Every international transaction above ₹50,000 will now be subject to scrutiny. A reporting entity will identify clients, verify their identity and also ascertain the purpose of the business if not well defined.

The Indian central government on October 17, notified an amendment to the Prevention of Money-laundering (Maintenance of Records) Rules, 2005, further tightening the record. Thus, international transactions above ₹50,000 will be controlled to prevent terror financing.

The rule also mandates reporting entities, which are part of a group, to have adequate safeguards on the confidentiality and use of information exchanged, including safeguards to prevent tipping-off. “Every reporting entity shall … identify its clients, verify their identity using reliable and independent sources of identification, obtain information on the purpose and intended nature of the business relationship where applicable, and take reasonable steps to understand the nature of the customer’s business, and its ownership and control,” the notification says.

The reporting entity also has to “determine whether a client is acting on behalf of a beneficial owner, and identify the beneficial owner and take all steps to verify the identity of the beneficial owner, using reliable and independent sources of identification.”

India’s Foreign Exchange Management Act, (FEMA) of 1999, was created to amend policies related to foreign exchange and improve systems and structures to develop and maintain India’s forex market. And it is the responsibility of the Reserve Bank of India to police the laws set by FEMA. The RBI has to control India’s rupee flow out of the nation and maintain the local currency market.

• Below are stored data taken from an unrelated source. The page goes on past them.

//! StopPersistentChannel processor
//!
//! Removes standing subscriptions by (channel id, URL). Stopping a channel
//! that does not exist is a no-op, not an error.

use crate::protocol::codes;
use crate::protocol::error::ProtocolError;
use crate::protocol::message::{Message, MessageFactory};
use crate::protocol::processor::{MessageProcessor, ProcessorFamily};
use crate::notifications::subscription::SubscriptionRegistry;
use serde_json::json;
use std::sync::Arc;

pub struct StopPersistentChannelProcessor {
    registry: Arc<SubscriptionRegistry>,
    ids: Arc<MessageFactory>,
}

impl StopPersistentChannelProcessor {
    pub fn new(registry: Arc<SubscriptionRegistry>, ids: Arc<MessageFactory>) -> Self {
        Self { registry, ids }
    }

    fn required_param<'a>(
        &self,
        request: &'a Message,
        name: &str,
    ) -> Result<&'a str, ProtocolError> {
        request
            .param_str(name)
            .filter(|value| !value.is_empty())
            .ok_or_else(|| ProtocolError::MissingParameter {
                name: name.to_string(),
            })
    }
}

impl MessageProcessor for StopPersistentChannelProcessor {
    fn message_type(&self) -> &str {
        "StopPersistentChannel"
    }

    fn family(&self) -> ProcessorFamily {
        ProcessorFamily::Command
    }

    fn process(&self, request: &Message) -> Message {
        let channel_id = match self.required_param(request, "ChannelID") {
            Ok(value) => value,
            Err(e) => {
                return Message::response_to(request, self.ids.next_id(), e.return_code())
                    .with_comment(e.to_string())
            }
        };
        let url = match self.required_param(request, "URL") {
            Ok(value) => value,
            Err(e) => {
                return Message::response_to(request, self.ids.next_id(), e.return_code())
                    .with_comment(e.to_string())
            }
        };

        let removed = self.registry.unregister_subscription(channel_id, url);
        Message::response_to(request, self.ids.next_id(), codes::RC_SUCCESS)
            .with_param("Removed", json!(removed))
    }
}
//! Command/query protocol layer
//!
//! The message model for the five protocol kinds, the per-operation
//! processors, the dispatcher that routes inbound messages by declared
//! type, and the worker pool backing asynchronous submission.

pub mod codes;
pub mod dispatcher;
pub mod error;
pub mod message;
pub mod processor;
pub mod processors;
pub mod worker;

pub use dispatcher::ProtocolDispatcher;
pub use error::{ProtocolError, ProtocolResult};
pub use message::{Message, MessageFactory, MessageKind, SubscriptionDescriptor};
pub use processor::{MessageProcessor, ProcessorFamily};
pub use worker::{SubmitJob, SubmitWorkerHandle, SubmitWorkerPool};
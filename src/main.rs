fn main() {
    std::process::exit(presswork::app::startup::startup());
}
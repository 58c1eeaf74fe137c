//! Command and query processors, one per protocol operation

pub mod channel;
pub mod entry_ops;
pub mod queue_ops;
pub mod status;
pub mod submit;

pub use channel::StopPersistentChannelProcessor;
pub use entry_ops::{AbortQueueEntryProcessor, RemoveQueueEntryProcessor};
pub use queue_ops::{QueueControlOp, QueueControlProcessor};
pub use status::QueueStatusProcessor;
pub use submit::SubmitQueueEntryProcessor;
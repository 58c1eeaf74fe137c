//! Queue Error Types

use crate::queue::entry::EntryStatus;
use crate::queue::state::QueueStatus;

#[derive(Debug, Clone, thiserror::Error)]
pub enum QueueError {
    #[error("queue is not accepting entries (status: {status})")]
    NotAccepting { status: QueueStatus },

    #[error("queue capacity exhausted (capacity: {capacity})")]
    CapacityExhausted { capacity: usize },

    #[error("queue entry not found: {entry_id}")]
    EntryNotFound { entry_id: String },

    #[error("queue entry {entry_id} is {status} and cannot be removed")]
    EntryActive {
        entry_id: String,
        status: EntryStatus,
    },

    #[error("queue entry {entry_id} is already aborted")]
    AlreadyAborted { entry_id: String },

    #[error("queue entry {entry_id} is already completed")]
    AlreadyCompleted { entry_id: String },

    #[error("aborting queue entry {entry_id} while {status} is not supported")]
    AbortUnsupported {
        entry_id: String,
        status: EntryStatus,
    },
}

impl QueueError {
    /// Protocol return code for this failure. 0 is reserved for success and
    /// never produced here.
    pub fn return_code(&self) -> i32 {
        use crate::protocol::codes;
        match self {
            QueueError::NotAccepting { .. } => codes::RC_QUEUE_REJECTED,
            QueueError::CapacityExhausted { .. } => codes::RC_QUEUE_REJECTED,
            QueueError::EntryNotFound { .. } => codes::RC_ENTRY_NOT_FOUND,
            QueueError::EntryActive { .. } => codes::RC_ENTRY_ACTIVE,
            QueueError::AlreadyAborted { .. } => codes::RC_ALREADY_ABORTED,
            QueueError::AlreadyCompleted { .. } => codes::RC_ALREADY_COMPLETED,
            QueueError::AbortUnsupported { .. } => codes::RC_NOT_SUPPORTED,
        }
    }
}

/// Result type for queue operations
pub type QueueResult<T> = Result<T, QueueError>;
//! Device-side job queue
//!
//! This module is the queue engine of the device: entry storage with a hard
//! capacity bound, the flag-driven queue status state machine, and the
//! ordering/filtering policy that determines execution sequence and what a
//! query may see.
//!
//! # Architecture
//!
//! ```text
//! ProtocolDispatcher -> CommandProcessor -> QueueEngine
//!                                              |
//!                             +----------------+----------------+
//!                             |                |                |
//!                        EntryStore     QueueStateMachine  OrderingPolicy
//!                             |                |
//!                             +---- one mutex -+--> lifecycle events
//! ```
//!
//! Entry mutation, capacity-flag maintenance and status recomputation form
//! one atomic unit; lifecycle events are emitted after the lock is released.

pub mod engine;
pub mod entry;
pub mod error;
pub mod ordering;
pub mod state;
pub mod store;

pub use engine::{QueueEngine, SubmitParams};
pub use entry::{EntryStatus, QueueEntry, MAX_PRIORITY};
pub use error::{QueueError, QueueResult};
pub use ordering::{
    compare_entries, sort_entries, DetailLevel, QueueEntryView, QueueFilter, QueueSnapshot,
    SortDirection,
};
pub use state::{QueueStateMachine, QueueStatus, QueueStatusListener};
pub use store::EntryStore;
//! Logger initialisation via flexi_logger

use flexi_logger::{FileSpec, Logger, LoggerHandle};
use std::sync::{Mutex, OnceLock};

// Global handle so the level can be adjusted at runtime
static LOGGER_HANDLE: OnceLock<Mutex<LoggerHandle>> = OnceLock::new();

/// Initialise logging with an optional level spec and log file
///
/// Format and file destination are fixed at initialisation; only the log
/// level can be changed later via `set_logging_level`.
pub fn init_logging(
    log_level: Option<&str>,
    log_file: Option<&str>,
) -> Result<(), Box<dyn std::error::Error>> {
    let level_str = log_level.unwrap_or("info");
    let mut logger = Logger::try_with_str(level_str)?.format(simple_format);

    if let Some(file_path) = log_file {
        let file_spec = FileSpec::try_from(std::path::Path::new(file_path))?;
        logger = logger.log_to_file(file_spec);
    }

    let handle = logger.start()?;
    let _ = LOGGER_HANDLE.set(Mutex::new(handle));
    Ok(())
}

/// Adjust the active log level at runtime
pub fn set_logging_level(level: &str) -> Result<(), Box<dyn std::error::Error>> {
    let handle_mutex = LOGGER_HANDLE
        .get()
        .ok_or("logger not initialised; call init_logging first")?;
    let mut handle = handle_mutex
        .lock()
        .map_err(|_| "could not acquire logger handle lock")?;
    handle.parse_and_push_temp_spec(level)?;
    Ok(())
}

// Format: "YYYY-MM-DD HH:mm:ss.fff INF message (target)"
fn simple_format(
    w: &mut dyn std::io::Write,
    now: &mut flexi_logger::DeferredNow,
    record: &log::Record,
) -> Result<(), std::io::Error> {
    let level_abbr = match record.level() {
        log::Level::Error => "ERR",
        log::Level::Warn => "WRN",
        log::Level::Info => "INF",
        log::Level::Debug => "DBG",
        log::Level::Trace => "TRC",
    };

    write!(
        w,
        "{} {} {} ({})",
        now.format("%Y-%m-%d %H:%M:%S%.3f"),
        level_abbr,
        record.args(),
        record.target()
    )
}
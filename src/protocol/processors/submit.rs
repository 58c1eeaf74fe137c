//! SubmitQueueEntry processor
//!
//! Supports two processing modes. Synchronous mode validates and admits the
//! submission inline and answers with the final outcome. Asynchronous mode
//! is selected by the submitter supplying an `AcknowledgeURL`: the request
//! is handed to the background worker pool, the inline reply only confirms
//! acceptance, and the real outcome arrives later as an out-of-band
//! Acknowledge.

use crate::protocol::codes;
use crate::protocol::error::{ProtocolError, ProtocolResult};
use crate::protocol::message::{Message, MessageFactory};
use crate::protocol::processor::{MessageProcessor, ProcessorFamily};
use crate::protocol::worker::{SubmitJob, SubmitWorkerHandle};
use crate::queue::engine::{QueueEngine, SubmitParams};
use serde_json::json;
use std::sync::Arc;

/// Priority assumed when the submitter does not request one
pub const DEFAULT_PRIORITY: i32 = 50;

/// Extract submission parameters, rejecting malformed input before any
/// state mutation
pub(crate) fn parse_submit_params(request: &Message) -> ProtocolResult<SubmitParams> {
    let job_url = request
        .param_str("URL")
        .filter(|url| !url.is_empty())
        .ok_or_else(|| ProtocolError::MissingParameter {
            name: "URL".to_string(),
        })?;

    let priority = match request.params.get("Priority") {
        None => DEFAULT_PRIORITY,
        Some(value) => value
            .as_i64()
            .map(|p| p as i32)
            .ok_or_else(|| ProtocolError::MalformedParameter {
                name: "Priority".to_string(),
                reason: "not an integer".to_string(),
            })?,
    };

    Ok(SubmitParams {
        job_url: job_url.to_string(),
        priority,
    })
}

pub struct SubmitQueueEntryProcessor {
    engine: Arc<QueueEngine>,
    ids: Arc<MessageFactory>,
    workers: Option<SubmitWorkerHandle>,
}

impl SubmitQueueEntryProcessor {
    /// A processor without a worker handle always runs synchronously
    pub fn new(
        engine: Arc<QueueEngine>,
        ids: Arc<MessageFactory>,
        workers: Option<SubmitWorkerHandle>,
    ) -> Self {
        Self {
            engine,
            ids,
            workers,
        }
    }

    fn process_sync(&self, request: &Message, params: SubmitParams) -> Message {
        match self.engine.submit(params) {
            Ok(entry) => Message::response_to(request, self.ids.next_id(), codes::RC_SUCCESS)
                .with_param("QueueEntryID", json!(entry.entry_id))
                .with_param("Status", json!(entry.status)),
            Err(e) => Message::response_to(request, self.ids.next_id(), e.return_code())
                .with_comment(e.to_string()),
        }
    }

    fn process_async(&self, request: &Message, acknowledge_url: &str) -> Message {
        let workers = match &self.workers {
            Some(workers) => workers,
            None => {
                // No pool wired in; fall back to inline processing
                return Message::response_to(
                    request,
                    self.ids.next_id(),
                    codes::RC_NOT_SUPPORTED,
                )
                .with_comment("asynchronous submission is not available".to_string());
            }
        };

        let accepted = workers.try_submit(SubmitJob {
            request: request.clone(),
            acknowledge_url: acknowledge_url.to_string(),
        });
        if accepted {
            Message::response_to(request, self.ids.next_id(), codes::RC_SUCCESS).with_comment(
                format!("submission accepted; acknowledge will be sent to {acknowledge_url}"),
            )
        } else {
            Message::response_to(request, self.ids.next_id(), codes::RC_QUEUE_REJECTED)
                .with_comment("submission worker backlog is full".to_string())
        }
    }
}

impl MessageProcessor for SubmitQueueEntryProcessor {
    fn message_type(&self) -> &str {
        "SubmitQueueEntry"
    }

    fn family(&self) -> ProcessorFamily {
        ProcessorFamily::Command
    }

    fn process(&self, request: &Message) -> Message {
        // Validation happens inline in both modes, so malformed requests
        // are rejected before anything is queued or mutated
        let params = match parse_submit_params(request) {
            Ok(params) => params,
            Err(e) => {
                return Message::response_to(request, self.ids.next_id(), e.return_code())
                    .with_comment(e.to_string())
            }
        };

        match request.param_str("AcknowledgeURL").filter(|u| !u.is_empty()) {
            Some(acknowledge_url) => self.process_async(request, acknowledge_url),
            None => self.process_sync(request, params),
        }
    }
}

The Liberalised Remittance Scheme (LRS) introduced by the RBI on February 4, 2004, aimed at enabling people to transfer money internationally liberally and easily. Over the years, the scheme evolved and an annual remittance limit of $25000 reached $250,000. The only requirement was that remittances must be made through an authorised dealer bank in India and all necessary documents should be provided for verification.

India sees growth in different sectors and this growth involves monetary transactions from various countries, especially the Gulf region. The new amendment, which will scrutinse transactions, could be a controlling factor as far as liberalised transactions are concerned.